Published 20 May 2002

Win vouchers to spend at any Tesco store

Competition No 3729

Set by John Crick, 29 April

Wine writers always go over the top. You were asked to do the same for less fancy liquids.

Report by Ms de Meaner

Excellent. Hon menshes to Geoff Noble, G M Davis, Peter Norman, Prue Sheldon and Sara Williams. All those below get £20; the overall winner, Ian Birchall, also gets the vouchers.
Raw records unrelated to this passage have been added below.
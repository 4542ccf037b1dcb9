//! Verdict aggregation.
//!
//! Folds the ordered checker results of one run into a [`Verdict`]. Results
//! keep discovery order; counts are derived from them, never tracked
//! separately.

use std::ops::ControlFlow;
use std::str::FromStr;

use serde::{Deserialize, Serialize};

use crate::domain::{EnforcementContext, FlowforgeError, RuleResult, Verdict};

/// What to do after the first blocking result.
#[derive(Debug, Clone, Copy, Default, PartialEq, Eq, Serialize, Deserialize)]
#[serde(rename_all = "kebab-case")]
pub enum AggregationPolicy {
    /// Run every dispatched checker and report all violations at once.
    #[default]
    CollectAll,
    /// Stop at the first block.
    FailFast,
}

impl AggregationPolicy {
    pub fn as_str(&self) -> &'static str {
        match self {
            Self::CollectAll => "collect-all",
            Self::FailFast => "fail-fast",
        }
    }
}

impl FromStr for AggregationPolicy {
    type Err = FlowforgeError;

    fn from_str(s: &str) -> Result<Self, Self::Err> {
        match s.trim() {
            "collect-all" => Ok(Self::CollectAll),
            "fail-fast" => Ok(Self::FailFast),
            other => Err(FlowforgeError::UnknownPolicy(other.to_string())),
        }
    }
}

/// Incremental aggregator driven by the engine, one result per checker.
#[derive(Debug)]
pub struct Aggregator {
    context: EnforcementContext,
    policy: AggregationPolicy,
    expected: usize,
    results: Vec<RuleResult>,
    halted: bool,
}

impl Aggregator {
    /// `expected` is the number of checkers dispatched for the run.
    pub fn new(context: EnforcementContext, policy: AggregationPolicy, expected: usize) -> Self {
        Self {
            context,
            policy,
            expected,
            results: Vec::with_capacity(expected),
            halted: false,
        }
    }

    /// Record one result. `Break` means the policy wants the run stopped.
    pub fn push(&mut self, result: RuleResult) -> ControlFlow<()> {
        let block = result.is_block();
        self.results.push(result);
        if block && self.policy == AggregationPolicy::FailFast {
            self.halted = true;
            return ControlFlow::Break(());
        }
        ControlFlow::Continue(())
    }

    pub fn finish(self) -> Verdict {
        let halted_early = self.halted && self.results.len() < self.expected;
        Verdict::from_results(self.context, self.results, halted_early)
    }
}

/// Aggregate an already-computed result list under `policy`.
pub fn aggregate(
    context: EnforcementContext,
    policy: AggregationPolicy,
    results: Vec<RuleResult>,
) -> Verdict {
    let mut aggregator = Aggregator::new(context, policy, results.len());
    for result in results {
        if aggregator.push(result).is_break() {
            break;
        }
    }
    aggregator.finish()
}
This revelatory own-brand cola comes only in the bottle, but don't be put off - its chewy plasticity adds to the air of pure ersatz exuded by the poster-paint bold label and one-curlicue-short-of-a-lawsuit branding. Like that first French kiss behind the bike shed, the fizz is ticklish on the tongue, giving way to a sugar rush intense enough to make your teeth itch, exhibiting intuition acute as pigs have on entering a slaughterhouse. Keep your nerve and you'll catch - albeit fleetingly - a veritable bevy of E-numbers skittering off with the torturing alacrity of half-remembered dreams, hiding behind the residue that coats the suddenly irresistibly lickable inside of your mouth. Ponder, as these flavours recede; they don't exist in nature, but have been designed in the pristine cool of the company's laboratories to pique palates the length and breadth of England.

Adrian Fry

Moxie blends gentian, wintergreen, water, sugar, cinchona, alkaloids and caramel (sassafras - a carcinogen - no more). On tasting Moxie, two things strike me. First, a medicinal taste, a tribute to its origins as "nerve medicine". Bottles from 1902-2002 taste similar. Stored properly, Moxie will taste bitter well into the next century. I cannot verify that; I'll take it on faith. Its enormous bouquet contains tarry notes of aged natto, aroma of Shetland pony on a summer's day, hints of haggis, and roasted-fruit nose of a 19th-century plum pudding (improperly stored). In reality, it's not like any of these. Coloured black as a talent agent's heart, the flavours are deep as a Welsh mine, calling to mind a broth of old shoes and eucalyptus, but with greater fruit ripeness. In short, Moxie represents another great soft drink, less familiar than Coke or Pepsi, but equally great in its way.

Bruce W Alter

As the magical, sparkling liquid comes gushing and bubbling out of the tap, I remember just how recently this selfsame water has flowed forth in the same way from a warm, sinuous, living body. What a cornucopia of tastes! The fruity tang of urine, the ripe full-blooded flavour of diesel, an impudent hint of Harpic and the opulent, variegated, unpredictable mixture of industrial chemicals, from which the trusty dioxin is never absent. Here, in one extraordinary brew, is all the flamboyant vibrancy of urban life. For those of us fortunate enough to drink water from the sun-drenched north-eastern slopes of the Thames, there are enough drug-users contributing to the supply for every mouthful to bring the heady thrill of intoxication. Happily, "treatment" is still of the traditional, artisanal kind, with none of the spurious purity offered by those methods so deplored by the Campaign for Real Tap Water.

Ian Birchall

No 3732 Set by Margaret Rogers

"Le Pen's not mightier than the sword." We want other punning headlines on the contemporary scene.